Elle se redressa légèrement, croisant ses mains sur son livre. « Directe ? Je peux vous dire ceci, Commissaire : l’affaire qui vous occupe dépasse de loin le meurtre d’un noble déchu. Le comte de Laval n’a pas été tué pour ce qu’il savait, mais pour ce qu’il représentait. Et si vous continuez à suivre cette piste, vous pourriez bien découvrir des vérités que certains préfèrent laisser dans l’obscurité. »

Duvalier sentit une pointe de colère monter en lui, qu’il réprima avec effort. « Madame, je ne suis pas homme à fuir devant une menace. Si vous avez des informations, il est de votre devoir de les partager. »

Elle le fixa, son sourire revenant, mais cette fois empreint d’une certaine tristesse. « Vous êtes aussi intrépide qu’on me l’avait dit. Très bien, Commissaire. Puisque vous insistez, je vais vous donner une piste. Vous devriez vous rendre à la Bibliothèque royale de Versailles. Il y a, dans ses rayonnages, des documents que le comte avait consultés avant sa mort. Peut-être y trouverez-vous un début de réponse. »

Duvalier prit mentalement note de l’information. Tout en sentant qu’elle ne lui avait livré qu’une partie de la vérité, il pressentait que cette piste était cruciale. « Et vous, Madame ? Pourquoi m’aidez-vous ? Quel est votre rôle dans cette affaire ? »

Éloïse le regarda longuement, comme si elle pesait chaque mot qui allait suivre. « Mon rôle, Commissaire, est d’observer. De comprendre. Et parfois, de guider ceux qui ont le courage de voir au-delà des apparences. Mais ne vous méprenez pas. Je ne prends parti que lorsque cela me sert. »

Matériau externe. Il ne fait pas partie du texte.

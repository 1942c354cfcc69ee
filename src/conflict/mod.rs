//! Conflict detection between local project sources and retrieved org state.

pub mod correlator;
pub mod detector;
pub mod view;

pub use correlator::{correlate_results, CorrelatedComponent};
pub use detector::TimestampConflictDetector;
pub use view::{ConflictTree, DisplayRow};
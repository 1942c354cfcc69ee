pub mod auth;
pub mod cache;
pub mod checkpoint;
pub mod component;
pub mod config;
pub mod conflict;
pub mod diff;
pub mod error;
pub mod notify;
pub mod observability;
pub mod retrieve;
pub mod storage;
pub mod tooling;

use std::sync::Arc;
use std::time::Duration;

use anyhow::Result;

use cache::MetadataCacheService;
use checkpoint::service::CheckpointService;
use component::resolver::ComponentResolver;
use config::OrgdConfig;
use notify::{ConsoleSink, NotificationSink};
use retrieve::cli::CliRetrieveClient;
use retrieve::RetrieveClient;
use storage::Storage;

/// Shared application state handed to every command.
///
/// This is the single place production collaborators are constructed;
/// everything downstream receives them as `Arc`s or trait objects, so tests
/// compose the same structure with mocks instead.
#[derive(Clone)]
pub struct AppContext {
    pub config: Arc<OrgdConfig>,
    pub storage: Arc<Storage>,
    pub retriever: Arc<dyn RetrieveClient>,
    pub notifier: Arc<dyn NotificationSink>,
    pub checkpoints: CheckpointService,
}

impl AppContext {
    /// Composition root wiring the default production collaborators.
    pub async fn new(config: OrgdConfig, quiet: bool) -> Result<Self> {
        let storage = Arc::new(
            Storage::new_with_slow_query(&config.db_path(), config.slow_query_threshold_ms)
                .await?,
        );
        let retriever: Arc<dyn RetrieveClient> = Arc::new(CliRetrieveClient::new(
            config.sf_binary.clone(),
            Duration::from_secs(config.retrieve_timeout_secs),
        ));
        let notifier: Arc<dyn NotificationSink> = Arc::new(ConsoleSink::new(quiet));
        let checkpoints = CheckpointService::spawn(config.checkpoints_path())?;
        Ok(Self {
            config: Arc::new(config),
            storage,
            retriever,
            notifier,
            checkpoints,
        })
    }

    /// Resolver scoped to the configured project and package directories.
    pub fn resolver(&self) -> ComponentResolver {
        ComponentResolver::new(&self.config.project_dir, &self.config.package_dirs)
    }

    /// Cache service bound to one org identity.
    pub fn cache_service(&self, username: &str) -> MetadataCacheService {
        MetadataCacheService::new(
            self.retriever.clone(),
            self.resolver(),
            username,
            self.config.cache_root.clone(),
            self.config.api_version.clone(),
        )
    }
}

Il hocha lentement la tête, respectant sa franchise tout en restant méfiant. Une dernière question s’imposa à lui : « Que savez-vous de Villeroi ? »

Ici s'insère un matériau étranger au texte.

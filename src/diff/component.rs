//! Basename-matched content diff between a project component and its cached
//! counterpart.

use std::collections::HashMap;
use std::path::PathBuf;

use anyhow::Result;

use crate::component::Component;

use super::compare::files_differ;

/// A project/cache file pair whose content differs.
#[derive(Debug, Clone, PartialEq, Eq)]
pub struct FilePair {
    pub project_path: PathBuf,
    pub cache_path: PathBuf,
}

/// Compare the two components' files by basename and return the pairs whose
/// content differs.
///
/// Only basenames present on both sides are compared; a file that exists on
/// one side only is not reported. For metadata-only components the
/// descriptor comparison alone decides.
pub fn diff_components(project: &Component, cache: &Component) -> Result<Vec<FilePair>> {
    let project_index = index_by_basename(project)?;
    let cache_index = index_by_basename(cache)?;

    let mut pairs = Vec::new();
    for (basename, project_path) in &project_index {
        if let Some(cache_path) = cache_index.get(basename) {
            if files_differ(project_path, cache_path)? {
                pairs.push(FilePair {
                    project_path: project_path.clone(),
                    cache_path: cache_path.clone(),
                });
            }
        }
    }
    Ok(pairs)
}

fn index_by_basename(component: &Component) -> Result<HashMap<String, PathBuf>> {
    let mut index = HashMap::new();
    for path in component.file_paths()? {
        if let Some(name) = path.file_name().and_then(|n| n.to_str()) {
            index.insert(name.to_string(), path.clone());
        }
    }
    Ok(index)
}
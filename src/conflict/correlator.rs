// SPDX-License-Identifier: MIT

//! Pairs cache components with their project counterparts, driven by the
//! server's file-property index so each logical component is visited once.

use std::collections::{HashMap, HashSet};

use crate::cache::props::FileProperties;
use crate::component::{Component, ComponentKey};

/// A matched cache/project pair plus the server-side modification stamp of
/// the logical component that produced it.
#[derive(Debug, Clone)]
pub struct CorrelatedComponent {
    pub cache_component: Component,
    pub project_component: Component,
    pub last_modified_date: String,
}

/// One side's view of a logical component: the component itself when it was
/// resolved standalone, plus any addressable children filed under it.
#[derive(Default)]
struct KeyedComponents<'a> {
    primary: Option<&'a Component>,
    children: HashMap<ComponentKey, &'a Component>,
}

fn index(components: &[Component]) -> HashMap<ComponentKey, KeyedComponents<'_>> {
    let mut map: HashMap<ComponentKey, KeyedComponents> = HashMap::new();
    for component in components {
        match &component.parent {
            // Children register under the parent's key; a later parentless
            // sighting of the parent keeps them.
            Some(parent) => {
                map.entry(parent.clone())
                    .or_default()
                    .children
                    .insert(component.key(), component);
            }
            None => {
                map.entry(component.key()).or_default().primary = Some(component);
            }
        }
    }
    map
}

/// Correlate both sides. When a key resolves to a primary on each side one
/// pair is produced; otherwise each child key present on both sides yields a
/// pair carrying the parent property's modification stamp.
pub fn correlate_results(
    cache_components: &[Component],
    properties: &[FileProperties],
    project_components: &[Component],
) -> Vec<CorrelatedComponent> {
    let cache_index = index(cache_components);
    let project_index = index(project_components);
    let mut seen: HashSet<ComponentKey> = HashSet::new();
    let mut correlated = Vec::new();

    for property in properties {
        let key = property.key();
        if !seen.insert(key.clone()) {
            continue;
        }
        let (Some(cache_entry), Some(project_entry)) =
            (cache_index.get(&key), project_index.get(&key))
        else {
            continue;
        };
        match (cache_entry.primary, project_entry.primary) {
            (Some(cache), Some(project)) => correlated.push(CorrelatedComponent {
                cache_component: cache.clone(),
                project_component: project.clone(),
                last_modified_date: property.last_modified_date.clone(),
            }),
            _ => {
                let mut child_keys: Vec<&ComponentKey> = cache_entry.children.keys().collect();
                child_keys.sort();
                for child_key in child_keys {
                    if let Some(project_child) = project_entry.children.get(child_key) {
                        correlated.push(CorrelatedComponent {
                            cache_component: cache_entry.children[child_key].clone(),
                            project_component: (*project_child).clone(),
                            last_modified_date: property.last_modified_date.clone(),
                        });
                    }
                }
            }
        }
    }
    correlated
}
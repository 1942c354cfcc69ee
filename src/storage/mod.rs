use anyhow::{Context as _, Result};
use chrono::Utc;
use sqlx::{sqlite::SqliteConnectOptions, SqlitePool};
use std::{path::Path, str::FromStr};

use crate::cache::props::FileProperties;

/// Timeout for individual SQLite queries; a hung query must never stall a
/// diff pass.
const QUERY_TIMEOUT: std::time::Duration = std::time::Duration::from_secs(5);

/// Execute a future with the standard query timeout.
async fn with_timeout<T>(fut: impl std::future::Future<Output = Result<T>>) -> Result<T> {
    match tokio::time::timeout(QUERY_TIMEOUT, fut).await {
        Ok(result) => result,
        Err(_) => Err(anyhow::anyhow!(
            "database query timed out after {}s",
            QUERY_TIMEOUT.as_secs()
        )),
    }
}

/// Identity of one persisted timestamp row.
#[derive(Debug, Clone, PartialEq, Eq)]
pub struct TimestampKey {
    pub org_username: String,
    pub project_path: String,
    pub type_name: String,
    pub full_name: String,
}

#[derive(Clone)]
pub struct Storage {
    pool: SqlitePool,
}

impl Storage {
    pub async fn new(db_path: &Path) -> Result<Self> {
        Self::new_with_slow_query(db_path, 0).await
    }

    /// Create storage with slow-query logging enabled.
    ///
    /// `slow_query_ms` is the threshold in milliseconds — queries exceeding
    /// it are logged at WARN level. Set to 0 to disable slow-query logging.
    pub async fn new_with_slow_query(db_path: &Path, slow_query_ms: u64) -> Result<Self> {
        if let Some(parent) = db_path.parent() {
            tokio::fs::create_dir_all(parent).await?;
        }
        let mut opts =
            SqliteConnectOptions::from_str(&format!("sqlite://{}?mode=rwc", db_path.display()))?
                .journal_mode(sqlx::sqlite::SqliteJournalMode::Wal)
                .synchronous(sqlx::sqlite::SqliteSynchronous::Normal)
                .create_if_missing(true);

        if slow_query_ms > 0 {
            use sqlx::ConnectOptions;
            opts = opts.log_slow_statements(
                log::LevelFilter::Warn,
                std::time::Duration::from_millis(slow_query_ms),
            );
        }

        let pool = SqlitePool::connect_with(opts).await?;
        Self::migrate(&pool).await?;
        Ok(Self { pool })
    }

    async fn migrate(pool: &SqlitePool) -> Result<()> {
        sqlx::migrate!("src/storage/migrations")
            .run(pool)
            .await
            .context("Failed to run database migrations")
    }

    // ─── Timestamps ─────────────────────────────────────────────────────────

    /// Last-synced modification stamp for one component, or `None` when the
    /// component has never been marked synced.
    pub async fn get_timestamp(&self, key: &TimestampKey) -> Result<Option<String>> {
        with_timeout(async {
            let row: Option<(String,)> = sqlx::query_as(
                "SELECT last_modified_date FROM timestamp_properties
                 WHERE org_username = ? AND project_path = ? AND metadata_type = ? AND full_name = ?",
            )
            .bind(&key.org_username)
            .bind(&key.project_path)
            .bind(&key.type_name)
            .bind(&key.full_name)
            .fetch_optional(&self.pool)
            .await?;
            Ok(row.map(|(stamp,)| stamp))
        })
        .await
    }

    /// Upsert one stamp; last write wins.
    pub async fn set_timestamp(&self, key: &TimestampKey, last_modified_date: &str) -> Result<()> {
        let now = Utc::now().to_rfc3339();
        with_timeout(async {
            sqlx::query(
                "INSERT INTO timestamp_properties
                     (org_username, project_path, metadata_type, full_name, last_modified_date, updated_at)
                 VALUES (?, ?, ?, ?, ?, ?)
                 ON CONFLICT(org_username, project_path, metadata_type, full_name)
                 DO UPDATE SET last_modified_date = excluded.last_modified_date,
                               updated_at = excluded.updated_at",
            )
            .bind(&key.org_username)
            .bind(&key.project_path)
            .bind(&key.type_name)
            .bind(&key.full_name)
            .bind(last_modified_date)
            .bind(&now)
            .execute(&self.pool)
            .await?;
            Ok(())
        })
        .await
    }

    /// Record every reported server stamp after a successful retrieve.
    /// Returns how many rows were written.
    pub async fn set_timestamps(
        &self,
        org_username: &str,
        project_path: &str,
        properties: &[FileProperties],
    ) -> Result<usize> {
        for property in properties {
            let key = TimestampKey {
                org_username: org_username.to_string(),
                project_path: project_path.to_string(),
                type_name: property.type_name.clone(),
                full_name: property.full_name.clone(),
            };
            self.set_timestamp(&key, &property.last_modified_date)
                .await?;
        }
        Ok(properties.len())
    }

    /// Drop every stamp recorded for an org/project pair.
    pub async fn clear_org(&self, org_username: &str, project_path: &str) -> Result<u64> {
        with_timeout(async {
            let result = sqlx::query(
                "DELETE FROM timestamp_properties WHERE org_username = ? AND project_path = ?",
            )
            .bind(org_username)
            .bind(project_path)
            .execute(&self.pool)
            .await?;
            Ok(result.rows_affected())
        })
        .await
    }
}
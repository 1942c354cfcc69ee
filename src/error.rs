//! Domain error taxonomy shared by the cache, retrieve, tooling, and
//! checkpoint paths.
//!
//! Resolution failures are not errors (callers get `Ok(None)` / an empty
//! set), and partial batch failures are structured results — only transport,
//! CLI, timeout, cancellation, and auth failures surface here. Application
//! code wraps these with `anyhow::Context` at call boundaries.

use serde::{Deserialize, Serialize};

/// One entry of an org API error payload (`[{ "message", "errorCode" }]`).
#[derive(Debug, Clone, PartialEq, Eq, Serialize, Deserialize)]
pub struct ApiError {
    pub message: String,
    #[serde(rename = "errorCode")]
    pub error_code: String,
}

#[derive(Debug, thiserror::Error)]
pub enum OrgError {
    /// Tooling API request rejected with a non-2xx status.
    #[error("tooling request failed with status {status}: {}", join_messages(errors))]
    Tooling { status: u16, errors: Vec<ApiError> },

    /// The org CLI exited non-zero or produced an unreadable envelope.
    #[error("org CLI failed: {message}")]
    Cli { message: String },

    /// A bounded wait elapsed. Distinct from transport failure.
    #[error("timed out waiting for {what}")]
    Timeout { what: String },

    /// The operation was cancelled before completion; no partial result
    /// is salvaged.
    #[error("operation cancelled")]
    Cancelled,

    /// Org connection info could not be resolved.
    #[error("org auth resolution failed: {message}")]
    Auth { message: String },
}

impl OrgError {
    /// Error code of the first payload entry, for code-specific handling.
    pub fn first_error_code(&self) -> Option<&str> {
        match self {
            OrgError::Tooling { errors, .. } => errors.first().map(|e| e.error_code.as_str()),
            _ => None,
        }
    }
}

/// [`OrgError::first_error_code`] through however many context layers an
/// `anyhow::Error` has accumulated.
pub fn first_error_code(error: &anyhow::Error) -> Option<&str> {
    error
        .chain()
        .find_map(|cause| cause.downcast_ref::<OrgError>())
        .and_then(OrgError::first_error_code)
}

fn join_messages(errors: &[ApiError]) -> String {
    if errors.is_empty() {
        return "no error detail".to_string();
    }
    errors
        .iter()
        .map(|e| e.message.as_str())
        .collect::<Vec<_>>()
        .join("; ")
}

À la mention de ce nom, Éloïse détourna légèrement le regard, et une tension fugace traversa ses traits. « Villeroi est un nom chargé d’histoire et de pouvoir. Si vous souhaitez en apprendre davantage, je vous conseille de faire preuve de la plus grande prudence. Certains secrets, Commissaire, sont comme des flammes. Ils éclairent, mais ils brûlent aussi. »

Avant qu’il ne puisse approfondir, un jeune noble s’approcha, s’inclinant légèrement avec une aisance affectée. « Marquise, tout le monde s’inquiète de ne pas vous voir au centre de la conversation. Puis-je vous voler un instant ? »

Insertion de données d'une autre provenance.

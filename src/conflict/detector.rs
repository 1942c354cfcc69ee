//! Timestamp-gated conflict detection.
//!
//! The stored timestamp acts as a fast path: when it matches the remote
//! modification stamp the pair is trusted to be in sync and no bytes are
//! read. Every other pair gets a full content diff.

use std::sync::Arc;

use anyhow::{Context, Result};
use tracing::debug;

use crate::cache::MetadataCacheResult;
use crate::diff::component::diff_components;
use crate::diff::directory::{DirectoryDiffResults, TimestampFileProperties};
use crate::diff::relativize;
use crate::storage::{Storage, TimestampKey};

use super::correlator::correlate_results;

pub struct TimestampConflictDetector {
    storage: Arc<Storage>,
}

impl TimestampConflictDetector {
    pub fn new(storage: Arc<Storage>) -> Self {
        Self { storage }
    }

    /// Reduce a cache result to the set of genuinely conflicting files,
    /// expressed relative to each side's base directory. `None` input means
    /// nothing was retrieved and yields an empty result.
    pub async fn create_diffs(
        &self,
        org_username: &str,
        result: Option<&MetadataCacheResult>,
    ) -> Result<DirectoryDiffResults> {
        let Some(result) = result else {
            return Ok(DirectoryDiffResults::default());
        };
        let mut diffs = DirectoryDiffResults {
            local_root: result
                .project
                .base_directory
                .join(&result.project.common_root),
            remote_root: result.cache.base_directory.join(&result.cache.common_root),
            ..Default::default()
        };
        let correlated = correlate_results(
            &result.cache.components,
            &result.properties,
            &result.project.components,
        );
        let project_path = result.project.base_directory.to_string_lossy().into_owned();

        for pair in correlated {
            let key = TimestampKey {
                org_username: org_username.to_string(),
                project_path: project_path.clone(),
                type_name: pair.project_component.type_name.clone(),
                full_name: pair.project_component.full_name.clone(),
            };
            let stored = self.storage.get_timestamp(&key).await?;
            if stored.as_deref() == Some(pair.last_modified_date.as_str()) {
                debug!(
                    component = %pair.project_component.key(),
                    "timestamps match, skipping content diff"
                );
                continue;
            }
            let project_component = pair.project_component.clone();
            let cache_component = pair.cache_component.clone();
            let file_pairs = tokio::task::spawn_blocking(move || {
                diff_components(&project_component, &cache_component)
            })
            .await
            .context("component diff task panicked")??;
            for file_pair in file_pairs {
                diffs.different.insert(TimestampFileProperties {
                    local_rel_path: relativize(
                        &result.project.base_directory,
                        &file_pair.project_path,
                    ),
                    remote_rel_path: relativize(
                        &result.cache.base_directory,
                        &file_pair.cache_path,
                    ),
                    local_last_modified_date: stored.clone(),
                    remote_last_modified_date: Some(pair.last_modified_date.clone()),
                });
            }
        }
        Ok(diffs)
    }
}

#[cfg(test)]
mod tests {
    use super::*;
    use crate::cache::{MetadataContext, PathType};
    use crate::component::Component;
    use std::fs;
    use std::path::{Path, PathBuf};
    use tempfile::TempDir;

    fn write_file(path: &Path, contents: &str) {
        fs::create_dir_all(path.parent().unwrap()).unwrap();
        fs::write(path, contents).unwrap();
    }

    fn class(base: &Path, name: &str, body: &str) -> Component {
        let content = base.join("classes").join(format!("{name}.cls"));
        write_file(&content, body);
        Component {
            full_name: name.to_string(),
            type_name: "ApexClass".to_string(),
            content: Some(content),
            xml: None,
            parent: None,
        }
    }

    fn cache_result(
        project_base: &Path,
        cache_base: &Path,
        project: Vec<Component>,
        cache: Vec<Component>,
        stamp: &str,
    ) -> MetadataCacheResult {
        let properties = cache
            .iter()
            .map(|c| crate::cache::props::FileProperties {
                full_name: c.full_name.clone(),
                type_name: c.type_name.clone(),
                last_modified_date: stamp.to_string(),
                id: None,
                file_name: None,
                created_by_name: None,
                last_modified_by_name: None,
            })
            .collect();
        MetadataCacheResult {
            selected_path: PathBuf::from("classes"),
            selected_type: PathType::Folder,
            cache: MetadataContext {
                base_directory: cache_base.to_path_buf(),
                common_root: "classes".to_string(),
                components: cache,
            },
            cache_prop_path: cache_base.join("prop/file-props.json"),
            properties,
            project: MetadataContext {
                base_directory: project_base.to_path_buf(),
                common_root: "classes".to_string(),
                components: project,
            },
        }
    }

    async fn storage_in(tmp: &TempDir) -> Arc<Storage> {
        Arc::new(Storage::new(&tmp.path().join("orgd.db")).await.unwrap())
    }

    #[tokio::test]
    async fn missing_result_is_an_empty_diff() {
        let tmp = TempDir::new().unwrap();
        let detector = TimestampConflictDetector::new(storage_in(&tmp).await);
        let diffs = detector.create_diffs("user@example.com", None).await.unwrap();
        assert!(diffs.different.is_empty());
    }

    #[tokio::test]
    async fn changed_bytes_without_a_stored_stamp_conflict() {
        let tmp = TempDir::new().unwrap();
        let project_base = tmp.path().join("project");
        let cache_base = tmp.path().join("cache");
        let project = vec![class(&project_base, "Foo", "local body")];
        let cache = vec![class(&cache_base, "Foo", "remote body")];
        let result = cache_result(
            &project_base,
            &cache_base,
            project,
            cache,
            "2024-05-05T00:00:00.000Z",
        );

        let detector = TimestampConflictDetector::new(storage_in(&tmp).await);
        let diffs = detector
            .create_diffs("user@example.com", Some(&result))
            .await
            .unwrap();

        assert_eq!(diffs.different.len(), 1);
        let entry = diffs.different.iter().next().unwrap();
        assert_eq!(entry.local_rel_path, "classes/Foo.cls");
        assert_eq!(entry.remote_rel_path, "classes/Foo.cls");
        assert_eq!(entry.local_last_modified_date, None);
        assert_eq!(
            entry.remote_last_modified_date.as_deref(),
            Some("2024-05-05T00:00:00.000Z")
        );
    }

    #[tokio::test]
    async fn matching_stored_stamp_skips_the_content_diff() {
        let tmp = TempDir::new().unwrap();
        let project_base = tmp.path().join("project");
        let cache_base = tmp.path().join("cache");
        // Bytes differ, but the stored stamp says we already synced this
        // revision, so no conflict may be reported.
        let project = vec![class(&project_base, "Foo", "local body")];
        let cache = vec![class(&cache_base, "Foo", "remote body")];
        let stamp = "2024-05-05T00:00:00.000Z";
        let result = cache_result(&project_base, &cache_base, project, cache, stamp);

        let storage = storage_in(&tmp).await;
        storage
            .set_timestamp(
                &TimestampKey {
                    org_username: "user@example.com".to_string(),
                    project_path: project_base.to_string_lossy().into_owned(),
                    type_name: "ApexClass".to_string(),
                    full_name: "Foo".to_string(),
                },
                stamp,
            )
            .await
            .unwrap();

        let detector = TimestampConflictDetector::new(storage);
        let diffs = detector
            .create_diffs("user@example.com", Some(&result))
            .await
            .unwrap();
        assert!(diffs.different.is_empty());
    }

    #[tokio::test]
    async fn stale_stored_stamp_still_diffs_and_reports_both_stamps() {
        let tmp = TempDir::new().unwrap();
        let project_base = tmp.path().join("project");
        let cache_base = tmp.path().join("cache");
        let project = vec![class(&project_base, "Foo", "same body")];
        let cache = vec![class(&cache_base, "Foo", "same body")];
        let result = cache_result(
            &project_base,
            &cache_base,
            project,
            cache,
            "2024-06-06T00:00:00.000Z",
        );

        let storage = storage_in(&tmp).await;
        storage
            .set_timestamp(
                &TimestampKey {
                    org_username: "user@example.com".to_string(),
                    project_path: project_base.to_string_lossy().into_owned(),
                    type_name: "ApexClass".to_string(),
                    full_name: "Foo".to_string(),
                },
                "2024-01-01T00:00:00.000Z",
            )
            .await
            .unwrap();

        let detector = TimestampConflictDetector::new(storage);
        let diffs = detector
            .create_diffs("user@example.com", Some(&result))
            .await
            .unwrap();
        // Stamps disagreed so the diff ran, but the bytes matched.
        assert!(diffs.different.is_empty());
    }
}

Elle se leva avec grâce, adressant un dernier regard à Duvalier. « Je crains que nos jeux soient interrompus, Commissaire. Mais vous avez ma piste. Utilisez-la à bon escient. »

Elle s’éloigna en compagnie du jeune homme, échangeant quelques paroles légères d’un ton qui tranchait avec la gravité de leur discussion précédente. Duvalier, resté seul, observa ses pas gracieux jusqu’à ce qu’elle disparaisse dans la foule. Tandis que les discussions autour de lui reprenaient, il ne pouvait s’empêcher de sentir que cette rencontre n’avait fait qu’épaissir le mystère. Mais une chose était claire : Éloïse de Montreuil était bien plus qu’une simple spectatrice. Elle manipulait les fils de cette affaire, de manière qu’il ne pouvait encore comprendre.

En quittant le salon, l’air nocturne lui parut plus lourd, presque oppressant. Alors qu’il montait dans sa calèche, un carrosse passa près de lui dans un bruit sec de roues sur les pavés mouillés. Instinctivement, il tourna la tête, alerté par une silhouette qui semblait l’observer brièvement depuis une fenêtre éclairée à l’étage du bâtiment.

Son intuition le traversa comme un éclair : Éloïse n’avait pas seulement guidé ses pas. Elle venait peut-être de l’entraîner dans un piège bien plus vaste qu’il ne l’avait imaginé.